Aplikasi medis berjaya sementara gim seluler loyo pada kuartal pertama 2022. Kedigdayaan TikTok berlanjut sebagai aplikasi terbanyak diunduh.
Analisis dilakukan Sensor Tower terhadap 100 aplikasi paling banyak digunakan di seluruh dunia dari setiap kategori. Aplikasi pada kategori Medis mendulang kenaikan lebih dari dua kali lipat.

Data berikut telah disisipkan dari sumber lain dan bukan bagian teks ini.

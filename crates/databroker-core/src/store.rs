//! Signal data store.
//!
//! The store maintains the declared signals of a broker together with their
//! current values and provides methods for querying and updating them.

use chrono::{DateTime, Utc};
use std::collections::BTreeMap;

use crate::model::{DataEntry, DataPoint, DataType, EntryType, Field, Metadata};
use crate::node::SignalNode;
use crate::path::SignalPath;

/// Trait for signal storage implementations.
pub trait SignalStore: Send + Sync {
    /// Declare a signal, replacing any earlier declaration and value.
    fn declare(&mut self, path: SignalPath, metadata: Metadata);

    /// Get the requested fields of every signal at or below `path`.
    fn get(&self, path: &SignalPath, fields: &[Field]) -> Result<Vec<DataEntry>, StoreError>;

    /// Set one field of the signal at `path`, returning the changed entry.
    fn set(
        &mut self,
        path: &SignalPath,
        field: Field,
        value: DataPoint,
    ) -> Result<DataEntry, StoreError>;

    /// Get the metadata of the signal at `path`.
    fn metadata(&self, path: &SignalPath) -> Option<&Metadata>;

    /// Get the number of declared signals.
    fn signal_count(&self) -> usize;
}

#[derive(Debug, Clone)]
struct StoredSignal {
    metadata: Metadata,
    value: Option<DataPoint>,
    actuator_target: Option<DataPoint>,
    timestamp: Option<DateTime<Utc>>,
}

impl StoredSignal {
    fn entry(&self, path: &SignalPath, fields: &[Field]) -> DataEntry {
        let mut entry = DataEntry::new(path.clone());
        for field in fields {
            match field {
                Field::Value => {
                    entry.value = Some(self.value.clone().unwrap_or(DataPoint::NotSet));
                }
                Field::ActuatorTarget => {
                    entry.actuator_target =
                        Some(self.actuator_target.clone().unwrap_or(DataPoint::NotSet));
                }
                Field::Metadata => entry.metadata = Some(self.metadata.clone()),
            }
        }
        entry.timestamp = self.timestamp;
        entry
    }
}

/// In-memory signal store implementation.
///
/// Signals are kept in path order so that a branch read returns its
/// descendants in a stable order.
#[derive(Debug, Clone, Default)]
pub struct MemoryStore {
    signals: BTreeMap<SignalPath, StoredSignal>,
}

impl MemoryStore {
    /// Create a new empty store.
    pub fn new() -> Self {
        Self::default()
    }

    /// Declare every leaf of `node` using the leaf's type information.
    ///
    /// Leaf values are not stored; the broker starts with no values.
    pub fn declare_tree(&mut self, node: &SignalNode) {
        for leaf in node.leaves() {
            let mut metadata = Metadata::new(leaf.data_type, leaf.entry_type);
            metadata.description = leaf.description.clone();
            self.declare(leaf.path.clone(), metadata);
        }
    }
}

impl SignalStore for MemoryStore {
    fn declare(&mut self, path: SignalPath, metadata: Metadata) {
        self.signals.insert(
            path,
            StoredSignal {
                metadata,
                value: None,
                actuator_target: None,
                timestamp: None,
            },
        );
    }

    fn get(&self, path: &SignalPath, fields: &[Field]) -> Result<Vec<DataEntry>, StoreError> {
        let entries: Vec<DataEntry> = self
            .signals
            .iter()
            .filter(|(signal_path, _)| signal_path.starts_with(path))
            .map(|(signal_path, signal)| signal.entry(signal_path, fields))
            .collect();

        if entries.is_empty() {
            return Err(StoreError::NotFound(path.clone()));
        }
        Ok(entries)
    }

    fn set(
        &mut self,
        path: &SignalPath,
        field: Field,
        value: DataPoint,
    ) -> Result<DataEntry, StoreError> {
        let signal = self
            .signals
            .get_mut(path)
            .ok_or_else(|| StoreError::NotFound(path.clone()))?;

        let expected = signal.metadata.data_type;
        if !value.matches(expected) {
            return Err(StoreError::TypeMismatch {
                path: path.clone(),
                expected,
                actual: value.data_type(),
            });
        }

        match field {
            Field::Value => signal.value = Some(value),
            Field::ActuatorTarget => {
                if signal.metadata.entry_type != EntryType::Actuator {
                    return Err(StoreError::NotAnActuator(path.clone()));
                }
                signal.actuator_target = Some(value);
            }
            Field::Metadata => return Err(StoreError::ReadOnly(path.clone(), field)),
        }
        signal.timestamp = Some(Utc::now());

        Ok(signal.entry(path, &[field]))
    }

    fn metadata(&self, path: &SignalPath) -> Option<&Metadata> {
        self.signals.get(path).map(|signal| &signal.metadata)
    }

    fn signal_count(&self) -> usize {
        self.signals.len()
    }
}

/// Errors returned by store operations.
#[derive(Debug, Clone, PartialEq, thiserror::Error)]
pub enum StoreError {
    #[error("Signal not found: {0}")]
    NotFound(SignalPath),

    #[error("Type mismatch at {path}: expected {expected}, got {actual:?}")]
    TypeMismatch {
        path: SignalPath,
        expected: DataType,
        actual: Option<DataType>,
    },

    #[error("Signal {0} is not an actuator")]
    NotAnActuator(SignalPath),

    #[error("Field {1} of {0} is read-only")]
    ReadOnly(SignalPath, Field),
}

Kenaikan dibandingkan dengan periode Q1 2021 itu tak lepas dari pandemi yang masih melanda. Aplikasi seperti PeduliLindungi dari Indonesia, COOV dari Korea Selatan, dan Conecte SUS dari Brasil, paling menonjol.
Kategori lain tak mengalami kenaikan sepesat kategori Medis. Aplikasi Navigasi dengan pertumbuhan tertinggi kedua, “hanya” naik 23,5 persen, dan Travel di urutan ketiga dengan pertumbuhan 19 persen.
Hampir semua kategori yang diteliti mengalami peningkatan penggunaan, kecuali di kategori Cuaca, Gaya Hidup, Berita, dan Gim. Gim seluler bahkan mengalami penurunan penggunaan paling signifikan dibandingkan dengan Q1 2021, menurun hingga 3,8 persen.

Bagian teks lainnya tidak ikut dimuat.